Weight changes in hypertensive patients with phlegm-dampness syndrome: an integrated proteomics and metabolomics approach

• Main Authors: Chi Zhang, Li Li, Shiping Cheng, Debajyoti Chowdhury, Yong Tan, Xinru Liu, Ning Zhao, Xiaojuan He, Miao Jiang, Cheng Lu, Aiping Lyu
• Format: Article
• Language: English
• Published: BMC 2021-07-01
• Series: Chinese Medicine
• Subjects: Hypertension; Chinese medicine syndrome; Metabolomics; Proteomics; Longitudinal study
• Online Access: https://doi.org/10.1186/s13020-021-00462-x

Abstract Background Hypertension (HTN) patients who have phlegm-dampness syndrome (PDS) tend to be obese and have worse outcomes.
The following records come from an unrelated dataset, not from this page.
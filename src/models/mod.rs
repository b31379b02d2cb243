//! models/mod.rs
//! Módulo raíz para modelos/estructuras compartidas.

pub mod catalogo_model;
pub mod cliente_model;
pub mod comun_model;
pub mod configuracion_model;
pub mod dashboard_model;
pub mod formula_model;
pub mod material_etiquetado_model;
pub mod materia_prima_model;
pub mod permiso_model;
pub mod producto_model;
pub mod reporte_model;
pub mod sesion_model;
pub mod usuario_model;
pub mod zona_model;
However, the association of body weight (BW) changes and mechanisms underlying the pathophysiology of HTN-PDS are not well elucidated. This study aims to identify the longitudinal observations associated with the circulating markers discriminating BW changes of individuals with HTN-PDS. Methods An integrative approach relying on metabolomics and proteomics was applied to serum samples from HTN-PDS patients in a prospective cohort to identify the plausible mechanistic pathways underpinning HTN-PDS pathophysiology. Study participants were determined to have experienced a weight change if they showed a 5%–15% increase/reduction in BW at the end of the follow-up period. The joint pathway analysis and network analysis were performed using Ingenuity Pathway Analysis (IPA®) on the serum samples obtained from the participants over the period. Results The study involved 22 HTN-PDS patients who were overweight initially and were able to lose enough weight and 24 HTN-PDS individuals who developed overweight from normal BMI during a one-year follow-up. Our analysis suggested three types of phosphatidylcholine (PC) were altered. PC (22:2(13Z,16Z)/24:1(15Z)) and LysoPC (16:1(9Z)) were decreased in Queryweight gain samples, whereas the levels of PC (14:0/16:0) were increased in weight loss samples. The metabolomic analysis suggested 24 metabolites associated with HTN-PDS. Of them, 13 were up-regulated and 11 were down-regulated. The two-dimensional difference gel electrophoresis (2D DIGE) identified 45 phosphorylated proteins got altered in the HTN-PDS patients, wherein 23 were up-regulated and 22 were down-regulated. Integrated proteomic and metabolomics analyse acknowledged biomarkers PC, Complement C3, C4a/C4b, A2M and SERPINF1 as strong predictors for BW changes in HTN-PDS patients. Conclusion The combined serum proteomic and metabolomic profiling reveals a link between BW change and the complement system activity, altered phosphatidylcholine metabolism in HTN-PDS patients. Future studies with larger cohorts are required to strengthen and validate these findings.